# Replacement Audio System



## Marcus (Mar 28, 2004)

I'm looking to replace the audio system in my 89' Hardbody. I would like a system that supports both sattelite radio and iPod hookups. I don't know alot about car audio, so what things should I look into? What brands are best? I'm looking to spend about $150.


----------



## Marcus (Mar 28, 2004)

Any ideas?


----------



## captain_shrapnel (Sep 10, 2004)

I would look at Alpine and Eclipse for head units first. If you aren't going for a major system, really any deck you find that fits your parameters should suit you fine. This is a good place to order gear from, if they have what you need: http://www.onlinecarstereo.com/ 

Very good pricing and the selection is reasonably good. If you need a total solution without headache, then Crutchfield may be the ticket. Their head units come with install kits and instructions as well, plus a customer support line to answer specific questions. Of course, they are also more expensive but that may not be a big concern for you.
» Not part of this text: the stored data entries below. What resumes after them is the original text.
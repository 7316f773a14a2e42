//! Scalar helpers over raw row values.

use serde_json::Value;

use super::Row;

/// Numeric reading of a cell: JSON numbers, and strings that parse as
/// finite numbers (thousands separators allowed).
pub fn as_number(value: &Value) -> Option<f64> {
    match value {
        Value::Number(n) => n.as_f64(),
        Value::String(s) => {
            let cleaned: String = s.trim().chars().filter(|c| *c != ',').collect();
            if cleaned.is_empty() {
                return None;
            }
            cleaned.parse::<f64>().ok().filter(|n| n.is_finite())
        }
        _ => None,
    }
}

/// Whether a cell carries no value.
pub fn is_blank(value: &Value) -> bool {
    match value {
        Value::Null => true,
        Value::String(s) => s.trim().is_empty(),
        _ => false,
    }
}

/// Plain string rendering of a cell, used for categorical labels and as
/// the distinctness key in cardinality counts.
pub fn display_string(value: &Value) -> String {
    match value {
        Value::Null => "N/A".to_string(),
        Value::String(s) => s.clone(),
        Value::Bool(b) => b.to_string(),
        Value::Number(n) => n.to_string(),
        other => other.to_string(),
    }
}

/// Values of `field` across `rows`, skipping rows that lack it or hold a
/// blank value. At most `limit` values are returned.
pub fn sample_values<'a>(rows: &'a [Row], field: &str, limit: usize) -> Vec<&'a Value> {
    rows.iter()
        .filter_map(|row| row.get(field))
        .filter(|v| !is_blank(v))
        .take(limit)
        .collect()
}

/// Whether every sampled value of `field` reads as a number.
///
/// False when the field has no non-blank values.
pub fn is_numeric_field(rows: &[Row], field: &str, limit: usize) -> bool {
    let samples = sample_values(rows, field, limit);
    !samples.is_empty() && samples.iter().all(|v| as_number(v).is_some())
}
//! Client-side request cache.
//!
//! [`ApiCacheManager`] sits between data-fetching call sites and the remote
//! API. Call sites name a logical endpoint (e.g. `"workspaces"`,
//! `"datasets"`, `"messages"`), pass the arguments that identify the
//! resource, and supply the function that performs the actual request.
//! The manager decides whether that function runs at all.
//!
//! # Semantics
//!
//! - **TTL**: an entry is fresh until `stored_at + ttl`, stale afterwards.
//!   Stale entries are kept until replaced, invalidated, or evicted by the
//!   capacity bound.
//! - **Stale-while-revalidate**: a stale entry is served immediately and
//!   refreshed by a detached task. Refresh failures are logged, never
//!   returned.
//! - **Deduplication**: at most one joinable fetch per `(endpoint, args)`
//!   is in flight; concurrent callers share its outcome, success or error.
//! - **Cancellation**: every fetch function receives a
//!   [`CancellationToken`](tokio_util::sync::CancellationToken) that fires
//!   on [`ApiCacheManager::cancel_pending()`] and
//!   [`ApiCacheManager::clear_all()`].
//!
//! # Concurrency
//!
//! The in-flight map is guarded by a mutex and every lookup-then-register
//! step runs under it, so the one-fetch-per-key guarantee holds on a
//! multi-threaded runtime. Stored entries live in a bounded
//! [moka](https://docs.rs/moka) cache; freshness is computed from the
//! entry's own timestamps on the tokio clock, so expired entries remain
//! servable as stale.
//!
//! ```rust,no_run
//! use insightkit::{ApiCacheManager, EndpointConfig, Result};
//! use std::time::Duration;
//!
//! # async fn list_workspaces(token: String) -> Result<Vec<String>> { Ok(vec![]) }
//! # async fn example() -> Result<()> {
//! let cache = ApiCacheManager::new();
//! cache.configure("workspaces", EndpointConfig::new().ttl(Duration::from_secs(60)));
//!
//! let workspaces: Vec<String> = cache
//!     .fetch("workspaces", ("bearer-token",), |(token,), _cancel| {
//!         list_workspaces(token.to_string())
//!     })
//!     .await?;
//! # Ok(())
//! # }
//! ```

pub mod key;
pub mod manager;
pub mod policy;

pub use key::CacheKey;
pub use manager::{ApiCacheManager, CacheStats, DEFAULT_MAX_ENTRIES, EndpointStats, cancellable};
pub use policy::EndpointConfig;
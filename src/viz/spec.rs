//! Chart specification types.
//!
//! The recommendation service emits chart specs in two shapes:
//!
//! - legacy flat dimensions: `{"chart_type": "bar", "dimensions": {"x": "region", "y": "sales"}}`
//! - encodings: `{"chart_type": "bar", "encoding": {"x": {"field": "region", "type": "nominal"}}}`
//!
//! Both deserialize into [`RawChartSpec`], whose channels are a
//! [`ChannelRef`] union. [`RawChartSpec::normalize()`] is the one place the
//! two shapes are reconciled; everything downstream works on [`ChartSpec`].

use std::fmt;

use serde::{Deserialize, Serialize};

use super::Row;
use super::temporal::is_date_value;
use super::value::{is_numeric_field, sample_values};

/// Rows inspected when inferring a field type.
const TYPE_INFERENCE_SAMPLE: usize = 100;

/// Semantic type of an encoded field.
#[derive(Debug, Clone, Copy, PartialEq, Eq, Hash, Serialize, Deserialize)]
#[serde(rename_all = "lowercase")]
pub enum FieldType {
    #[serde(alias = "nominal", alias = "ordinal")]
    Categorical,
    Quantitative,
    Temporal,
}

/// Visual channel a field is encoded on.
#[derive(Debug, Clone, Copy, PartialEq, Eq, Hash, Serialize, Deserialize)]
#[serde(rename_all = "lowercase")]
pub enum Channel {
    X,
    Y,
    Series,
    Color,
    Size,
    Facet,
}

impl Channel {
    pub fn as_str(&self) -> &'static str {
        match self {
            Channel::X => "x",
            Channel::Y => "y",
            Channel::Series => "series",
            Channel::Color => "color",
            Channel::Size => "size",
            Channel::Facet => "facet",
        }
    }
}

impl fmt::Display for Channel {
    fn fmt(&self, f: &mut fmt::Formatter<'_>) -> fmt::Result {
        f.write_str(self.as_str())
    }
}

/// Kind of chart to render.
#[derive(Debug, Clone, Copy, Default, PartialEq, Eq, Hash, Serialize, Deserialize)]
#[serde(rename_all = "snake_case")]
pub enum ChartKind {
    Bar,
    GroupedBar,
    StackedBar,
    Line,
    MultiLine,
    Area,
    Pie,
    Scatter,
    Heatmap,
    #[default]
    Table,
}

impl ChartKind {
    /// Human-readable name, also the secondary sort key for chart options.
    pub fn label(&self) -> &'static str {
        match self {
            ChartKind::Bar => "Bar Chart",
            ChartKind::GroupedBar => "Grouped Bar Chart",
            ChartKind::StackedBar => "Stacked Bar Chart",
            ChartKind::Line => "Line Chart",
            ChartKind::MultiLine => "Multi-Line Chart",
            ChartKind::Area => "Area Chart",
            ChartKind::Pie => "Pie Chart",
            ChartKind::Scatter => "Scatter Plot",
            ChartKind::Heatmap => "Heatmap",
            ChartKind::Table => "Table",
        }
    }
}

/// A field bound to a channel, with its semantic type and display hints.
#[derive(Debug, Clone, PartialEq, Serialize, Deserialize)]
pub struct Encoding {
    pub field: String,
    #[serde(rename = "type")]
    pub field_type: FieldType,
    #[serde(default, skip_serializing_if = "Option::is_none")]
    pub label: Option<String>,
    /// Explicit format hint, e.g. `"$,.2f"`, `".1%"`, `"~s"`.
    #[serde(default, skip_serializing_if = "Option::is_none")]
    pub format: Option<String>,
}

impl Encoding {
    pub fn new(field: impl Into<String>, field_type: FieldType) -> Self {
        Self {
            field: field.into(),
            field_type,
            label: None,
            format: None,
        }
    }

    pub fn categorical(field: impl Into<String>) -> Self {
        Self::new(field, FieldType::Categorical)
    }

    pub fn quantitative(field: impl Into<String>) -> Self {
        Self::new(field, FieldType::Quantitative)
    }

    pub fn temporal(field: impl Into<String>) -> Self {
        Self::new(field, FieldType::Temporal)
    }

    pub fn label(mut self, label: impl Into<String>) -> Self {
        self.label = Some(label.into());
        self
    }

    pub fn format(mut self, hint: impl Into<String>) -> Self {
        self.format = Some(hint.into());
        self
    }

    /// The explicit label, or the field name humanised
    /// (`total_sales` → `Total Sales`).
    pub fn display_label(&self) -> String {
        self.label
            .clone()
            .unwrap_or_else(|| humanize_field_name(&self.field))
    }
}

fn humanize_field_name(field: &str) -> String {
    field
        .split(['_', '-'])
        .filter(|part| !part.is_empty())
        .map(|part| {
            let mut chars = part.chars();
            match chars.next() {
                Some(first) => first.to_uppercase().chain(chars).collect(),
                None => String::new(),
            }
        })
        .collect::<Vec<_>>()
        .join(" ")
}

/// Normalised chart specification consumed by the adapters.
#[derive(Debug, Clone, Default, PartialEq, Serialize, Deserialize)]
pub struct ChartSpec {
    pub kind: ChartKind,
    #[serde(default, skip_serializing_if = "Option::is_none")]
    pub title: Option<String>,
    #[serde(default, skip_serializing_if = "Option::is_none")]
    pub x: Option<Encoding>,
    #[serde(default, skip_serializing_if = "Option::is_none")]
    pub y: Option<Encoding>,
    #[serde(default, skip_serializing_if = "Option::is_none")]
    pub series: Option<Encoding>,
    #[serde(default, skip_serializing_if = "Option::is_none")]
    pub color: Option<Encoding>,
    #[serde(default, skip_serializing_if = "Option::is_none")]
    pub size: Option<Encoding>,
    #[serde(default, skip_serializing_if = "Option::is_none")]
    pub facet: Option<Encoding>,
}

impl ChartSpec {
    pub fn new(kind: ChartKind) -> Self {
        Self {
            kind,
            ..Self::default()
        }
    }

    pub fn title(mut self, title: impl Into<String>) -> Self {
        self.title = Some(title.into());
        self
    }

    pub fn x(mut self, encoding: Encoding) -> Self {
        self.x = Some(encoding);
        self
    }

    pub fn y(mut self, encoding: Encoding) -> Self {
        self.y = Some(encoding);
        self
    }

    pub fn series(mut self, encoding: Encoding) -> Self {
        self.series = Some(encoding);
        self
    }

    pub fn color(mut self, encoding: Encoding) -> Self {
        self.color = Some(encoding);
        self
    }

    pub fn size(mut self, encoding: Encoding) -> Self {
        self.size = Some(encoding);
        self
    }

    pub fn facet(mut self, encoding: Encoding) -> Self {
        self.facet = Some(encoding);
        self
    }

    /// The encoding on `channel`, if any.
    pub fn encoding(&self, channel: Channel) -> Option<&Encoding> {
        match channel {
            Channel::X => self.x.as_ref(),
            Channel::Y => self.y.as_ref(),
            Channel::Series => self.series.as_ref(),
            Channel::Color => self.color.as_ref(),
            Channel::Size => self.size.as_ref(),
            Channel::Facet => self.facet.as_ref(),
        }
    }

    /// Number of populated channels.
    pub fn dimension_count(&self) -> usize {
        [
            Channel::X,
            Channel::Y,
            Channel::Series,
            Channel::Color,
            Channel::Size,
            Channel::Facet,
        ]
        .into_iter()
        .filter(|c| self.encoding(*c).is_some())
        .count()
    }
}

/// A channel as it arrives on the wire: a bare field name (legacy) or a
/// full encoding object whose type may be omitted.
#[derive(Debug, Clone, PartialEq, Deserialize)]
#[serde(untagged)]
pub enum ChannelRef {
    Field(String),
    Encoding(RawEncoding),
}

/// Encoding object with an optional type.
#[derive(Debug, Clone, PartialEq, Deserialize)]
pub struct RawEncoding {
    pub field: String,
    #[serde(default, rename = "type")]
    pub field_type: Option<FieldType>,
    #[serde(default)]
    pub label: Option<String>,
    #[serde(default)]
    pub format: Option<String>,
}

/// Channel map in either wire shape.
#[derive(Debug, Clone, Default, PartialEq, Deserialize)]
pub struct RawChannels {
    #[serde(default)]
    pub x: Option<ChannelRef>,
    #[serde(default)]
    pub y: Option<ChannelRef>,
    #[serde(default)]
    pub series: Option<ChannelRef>,
    #[serde(default)]
    pub color: Option<ChannelRef>,
    #[serde(default)]
    pub size: Option<ChannelRef>,
    #[serde(default)]
    pub facet: Option<ChannelRef>,
}

/// Chart spec as emitted by the recommendation service.
#[derive(Debug, Clone, Default, PartialEq, Deserialize)]
pub struct RawChartSpec {
    #[serde(default, alias = "type", alias = "kind")]
    pub chart_type: ChartKind,
    #[serde(default)]
    pub title: Option<String>,
    #[serde(default, alias = "dimensions")]
    pub encoding: RawChannels,
}

impl RawChartSpec {
    /// Convert to the encoding shape.
    ///
    /// Channels without a declared type get one inferred from `rows`:
    /// numeric values are quantitative, date strings temporal, anything
    /// else categorical.
    pub fn normalize(self, rows: &[Row]) -> ChartSpec {
        let resolve = |channel: Option<ChannelRef>| channel.map(|c| resolve_channel(c, rows));
        ChartSpec {
            kind: self.chart_type,
            title: self.title,
            x: resolve(self.encoding.x),
            y: resolve(self.encoding.y),
            series: resolve(self.encoding.series),
            color: resolve(self.encoding.color),
            size: resolve(self.encoding.size),
            facet: resolve(self.encoding.facet),
        }
    }
}

fn resolve_channel(channel: ChannelRef, rows: &[Row]) -> Encoding {
    match channel {
        ChannelRef::Field(field) => {
            let field_type = infer_field_type(rows, &field);
            Encoding::new(field, field_type)
        }
        ChannelRef::Encoding(raw) => {
            let field_type = raw
                .field_type
                .unwrap_or_else(|| infer_field_type(rows, &raw.field));
            Encoding {
                field: raw.field,
                field_type,
                label: raw.label,
                format: raw.format,
            }
        }
    }
}

/// Infer the semantic type of `field` from its values.
pub fn infer_field_type(rows: &[Row], field: &str) -> FieldType {
    let samples = sample_values(rows, field, TYPE_INFERENCE_SAMPLE);
    if samples.is_empty() {
        return FieldType::Categorical;
    }
    if samples.iter().all(|v| is_date_value(v)) {
        FieldType::Temporal
    } else if is_numeric_field(rows, field, TYPE_INFERENCE_SAMPLE) {
        FieldType::Quantitative
    } else {
        FieldType::Categorical
    }
}
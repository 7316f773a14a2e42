//! vizctl: inspect how query results adapt to charts
//!
//! Runs the visualization adapter and the chart compatibility analysis
//! over JSON files, printing the result as pretty JSON.

use std::io::{self, Read};
use std::path::{Path, PathBuf};

use clap::{Parser, Subcommand, ValueEnum};
use insightkit::viz::{
    self, ChartKind, DEFAULT_MAX_DIMENSIONS, MAX_PIE_SLICES, RawChartSpec, Row,
};
use insightkit::{InsightError, Result};
use serde::Serialize;

/// insightkit visualization CLI
#[derive(Parser)]
#[command(name = "vizctl")]
#[command(version)]
#[command(about = "Adapt query results to chart data and list compatible charts")]
struct Args {
    #[command(subcommand)]
    command: Command,
}

#[derive(Subcommand)]
enum Command {
    /// Adapt rows to chart-ready data
    Adapt {
        /// Chart spec JSON (flat `dimensions` or `encoding` shape)
        #[arg(short, long)]
        spec: PathBuf,
        /// Rows JSON array (`-` reads stdin)
        #[arg(short, long)]
        rows: PathBuf,
        /// Adapter to run
        #[arg(short, long, value_enum, default_value_t = Adapter::Base)]
        chart: Adapter,
        /// Slice limit for the pie adapter
        #[arg(long, default_value_t = MAX_PIE_SLICES)]
        max_slices: usize,
    },

    /// Analyze rows and list chart types they can be shown as
    Compat {
        /// Rows JSON array (`-` reads stdin)
        #[arg(short, long)]
        rows: PathBuf,
        /// X field
        #[arg(long)]
        x: Option<String>,
        /// Y field
        #[arg(long)]
        y: Option<String>,
        /// Series field
        #[arg(long)]
        series: Option<String>,
        /// Currently selected chart type (e.g. `bar`, `grouped_bar`)
        #[arg(long, env = "VIZCTL_CURRENT_CHART")]
        current: Option<String>,
    },
}

#[derive(Clone, Copy, ValueEnum)]
enum Adapter {
    Base,
    Pie,
    Line,
    Bar,
    Multi,
}

#[derive(Serialize)]
struct CompatReport {
    characteristics: viz::DataCharacteristics,
    chart_types: Vec<viz::ChartTypeOption>,
}

fn main() -> std::result::Result<(), Box<dyn std::error::Error>> {
    // Initialise tracing (default: warn for CLI; override with RUST_LOG).
    tracing_subscriber::fmt()
        .with_env_filter(
            tracing_subscriber::EnvFilter::try_from_default_env()
                .unwrap_or_else(|_| tracing_subscriber::EnvFilter::new("warn")),
        )
        .with_writer(io::stderr)
        .init();

    let args = Args::parse();

    match args.command {
        Command::Adapt {
            spec,
            rows,
            chart,
            max_slices,
        } => {
            let rows = read_rows(&rows)?;
            let raw: RawChartSpec = serde_json::from_str(&read_input(&spec)?)?;
            let spec = raw.normalize(&rows);

            let overload = viz::check_dimension_overload(&spec, DEFAULT_MAX_DIMENSIONS);
            if let Some(message) = &overload.message {
                eprintln!("warning: {message}");
            }

            match chart {
                Adapter::Base => print_json(&viz::adapt_visualization_data(&spec, &rows)?)?,
                Adapter::Pie => print_json(&viz::adapt_pie_chart_data(&spec, &rows, max_slices)?)?,
                Adapter::Line => print_json(&viz::adapt_line_chart_data(&spec, &rows)?)?,
                Adapter::Bar => print_json(&viz::adapt_bar_chart_data(&spec, &rows)?)?,
                Adapter::Multi => print_json(&viz::adapt_multi_dimensional_data(&spec, &rows)?)?,
            }
        }

        Command::Compat {
            rows,
            x,
            y,
            series,
            current,
        } => {
            let rows = read_rows(&rows)?;
            let current = current.map(|c| parse_chart_kind(&c)).transpose()?;
            let characteristics = viz::analyze_data_characteristics(
                &rows,
                x.as_deref(),
                y.as_deref(),
                series.as_deref(),
            );
            let chart_types = viz::get_compatible_chart_types(&characteristics, current);
            print_json(&CompatReport {
                characteristics,
                chart_types,
            })?;
        }
    }

    Ok(())
}

fn read_input(path: &Path) -> Result<String> {
    if path == Path::new("-") {
        let mut input = String::new();
        io::stdin()
            .read_to_string(&mut input)
            .map_err(|e| InsightError::Configuration(format!("failed to read stdin: {e}")))?;
        return Ok(input);
    }
    std::fs::read_to_string(path).map_err(|e| {
        InsightError::Configuration(format!("failed to read {}: {e}", path.display()))
    })
}

fn read_rows(path: &Path) -> Result<Vec<Row>> {
    Ok(serde_json::from_str(&read_input(path)?)?)
}

fn parse_chart_kind(name: &str) -> Result<ChartKind> {
    serde_json::from_value(serde_json::Value::String(name.to_string()))
        .map_err(|_| InsightError::Configuration(format!("unknown chart type: {name}")))
}

fn print_json<T: Serialize>(value: &T) -> Result<()> {
    println!("{}", serde_json::to_string_pretty(value)?);
    Ok(())
}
I don't have any personal experience with sat radio, but I know some of the Alpine units have Ipod control. There are also Ipod adaptors to hook an Ipod to many other brands of stereos as well, so that may be an option for you as well.


----------



## JLTD (Oct 12, 2004)

The kit a wiring harness will eat up about 1/3 of that budget. You're going to have to be more realistic especially if you want Sat radio and iPod control.


----------



## captain_shrapnel (Sep 10, 2004)

You can get a harness and dash adaptor from Parts Express for about $20 before shipping.


----------



## Marcus (Mar 28, 2004)

A local Audio store has a JVC MP3 CD car deck, it says sat. radio and iPod "ready". I think the model was KPAR 360, it was on sale for about $150. What will I need to hookup my iPod? I have a RCA Y-adapter, will that work?


----------